--- PROBLEM TO WORK ON ---
Print the lines of the data, starting with the first, up to and including the line where "use crate::service::ProductService;" appears.
= Beginning of Section =
//! HTTP handlers for Products API

use axum::{
    Json, Router,
    extract::{Path, State},
    http::StatusCode,
    middleware::from_fn_with_state,
    response::IntoResponse,
    routing::{get, post, put},
};
use axum_helpers::{ApiQuery, ErrorResponse, JwtAuth, ValidatedJson, require_auth};
use std::sync::Arc;
use utoipa::OpenApi;

use crate::error::ProductResult;
use crate::models::{
    CategoryStats, CreatedProduct, DeletedProduct, Product, ProductCategory, ProductPage,
    ProductQuery,
};
use crate::repository::ProductRepository;
use crate::service::ProductService;
use crate::validation::{CreateProductPayload, UpdateProductPayload};

/// OpenAPI documentation for Products API
#[derive(OpenApi)]
#[openapi(
    paths(
        list_products,
        product_stats,
        get_product,
        create_product,
        update_product,
        delete_product,
    ),
    components(schemas(
        Product,
        ProductCategory,
        ProductPage,
        CategoryStats,
        CreateProductPayload,
        UpdateProductPayload,
        CreatedProduct,
        DeletedProduct,
        ErrorResponse,
    )),
    modifiers(&BearerAuth),
    tags(
        (name = "Products", description = "Product catalogue endpoints")
    )
)]
pub struct ApiDoc;

struct BearerAuth;

impl utoipa::Modify for BearerAuth {
    fn modify(&self, openapi: &mut utoipa::openapi::OpenApi) {
        use utoipa::openapi::security::{HttpAuthScheme, HttpBuilder, SecurityScheme};

        let components = openapi.components.get_or_insert_with(Default::default);
        components.add_security_scheme(
            "bearer",
            SecurityScheme::Http(
                HttpBuilder::new()
                    .scheme(HttpAuthScheme::Bearer)
                    .bearer_format("JWT")
                    .build(),
            ),
        );
    }
}

/// Create the products router.
///
/// Reads are public. Create, update and delete sit behind [`require_auth`],
/// which rejects before the handler (and therefore the store) is reached.
pub fn router<R: ProductRepository + 'static>(service: ProductService<R>, auth: JwtAuth) -> Router {
    let shared_service = Arc::new(service);

    let protected = Router::new()
        .route("/", post(create_product::<R>))
        .route("/{id}", put(update_product::<R>).delete(delete_product::<R>))
        .route_layer(from_fn_with_state(auth, require_auth));

    Router::new()
        .route("/", get(list_products::<R>))
        .route("/stats", get(product_stats::<R>))
        .route("/{id}", get(get_product::<R>))
        .merge(protected)
        .with_state(shared_service)
}

/// List products with optional filters
#[utoipa::path(
    get,
    path = "",
    tag = "Products",
    params(ProductQuery),
    responses(
        (status = 200, description = "One page of products", body = ProductPage),
        (status = 400, description = "Malformed query string", body = ErrorResponse),
        (status = 500, description = "Internal server error", body = ErrorResponse)
    )
)]
async fn list_products<R: ProductRepository>(
    State(service): State<Arc<ProductService<R>>>,
    ApiQuery(query): ApiQuery<ProductQuery>,
) -> ProductResult<Json<ProductPage>> {
    let page = service.list_products(query).await?;
    Ok(Json(page))
}

/// Aggregate statistics per category
#[utoipa::path(
    get,
    path = "/stats",
    tag = "Products",
    responses(
        (status = 200, description = "Buckets ordered by count, descending", body = Vec<CategoryStats>),
        (status = 500, description = "Internal server error", body = ErrorResponse)
    )
)]
async fn product_stats<R: ProductRepository>(
    State(service): State<Arc<ProductService<R>>>,
) -> ProductResult<Json<Vec<CategoryStats>>> {
    let stats = service.product_stats().await?;
    Ok(Json(stats))
}

/// Get a product by ID
#[utoipa::path(
    get,
    path = "/{id}",
    tag = "Products",
    params(
        ("id" = String, Path, description = "Product ID")
    ),
    responses(
        (status = 200, description = "Product found", body = Product),
        (status = 404, description = "Product not found", body = ErrorResponse),
        (status = 500, description = "Internal server error", body = ErrorResponse)
    )
)]
async fn get_product<R: ProductRepository>(
    State(service): State<Arc<ProductService<R>>>,
    Path(id): Path<String>,
) -> ProductResult<Json<Product>> {
    let product = service.get_product(&id).await?;
    Ok(Json(product))
}

/// Create a new product
#[utoipa::path(
    post,
    path = "",
    tag = "Products",
    request_body = CreateProductPayload,
    security(("bearer" = [])),
    responses(
        (status = 201, description = "Product created", body = CreatedProduct),
        (status = 400, description = "Validation failed", body = ErrorResponse),
        (status = 401, description = "Missing or invalid token", body = ErrorResponse),
        (status = 500, description = "Internal server error", body = ErrorResponse)
    )
)]
async fn create_product<R: ProductRepository>(
    State(service): State<Arc<ProductService<R>>>,
    ValidatedJson(input): ValidatedJson<CreateProductPayload>,
) -> ProductResult<impl IntoResponse> {
    let product = service.create_product(input).await?;
    Ok((
        StatusCode::CREATED,
        Json(CreatedProduct {
            success: true,
            data: product,
        }),
    ))
}

/// Update a product
#[utoipa::path(
    put,
    path = "/{id}",
    tag = "Products",
    params(
        ("id" = String, Path, description = "Product ID")
    ),
    request_body = UpdateProductPayload,
    security(("bearer" = [])),
    responses(
        (status = 200, description = "Product updated", body = Product),
        (status = 400, description = "Validation failed", body = ErrorResponse),
        (status = 401, description = "Missing or invalid token", body = ErrorResponse),
        (status = 404, description = "Product not found", body = ErrorResponse),
        (status = 500, description = "Internal server error", body = ErrorResponse)
    )
)]
async fn update_product<R: ProductRepository>(
    State(service): State<Arc<ProductService<R>>>,
    Path(id): Path<String>,
    ValidatedJson(input): ValidatedJson<UpdateProductPayload>,
) -> ProductResult<Json<Product>> {
    let product = service.update_product(&id, input).await?;
    Ok(Json(product))
}

/// Delete a product
#[utoipa::path(
    delete,
    path = "/{id}",
    tag = "Products",
    params(
        ("id" = String, Path, description = "Product ID")
    ),
    security(("bearer" = [])),
    responses(
        (status = 200, description = "Product deleted", body = DeletedProduct),
        (status = 401, description = "Missing or invalid token", body = ErrorResponse),
        (status = 404, description = "Product not found", body = ErrorResponse),
        (status = 500, description = "Internal server error", body = ErrorResponse)
    )
)]
async fn delete_product<R: ProductRepository>(
    State(service): State<Arc<ProductService<R>>>,
    Path(id): Path<String>,
) -> ProductResult<Json<DeletedProduct>> {
    service.delete_product(&id).await?;
    Ok(Json(DeletedProduct {
        message: "Product deleted successfully".to_string(),
    }))
}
= End of Section =
--- TASK SOLUTION ---
//! HTTP handlers for Products API

use axum::{
    Json, Router,
    extract::{Path, State},
    http::StatusCode,
    middleware::from_fn_with_state,
    response::IntoResponse,
    routing::{get, post, put},
};
use axum_helpers::{ApiQuery, ErrorResponse, JwtAuth, ValidatedJson, require_auth};
use std::sync::Arc;
use utoipa::OpenApi;

use crate::error::ProductResult;
use crate::models::{
    CategoryStats, CreatedProduct, DeletedProduct, Product, ProductCategory, ProductPage,
    ProductQuery,
};
use crate::repository::ProductRepository;
use crate::service::ProductService;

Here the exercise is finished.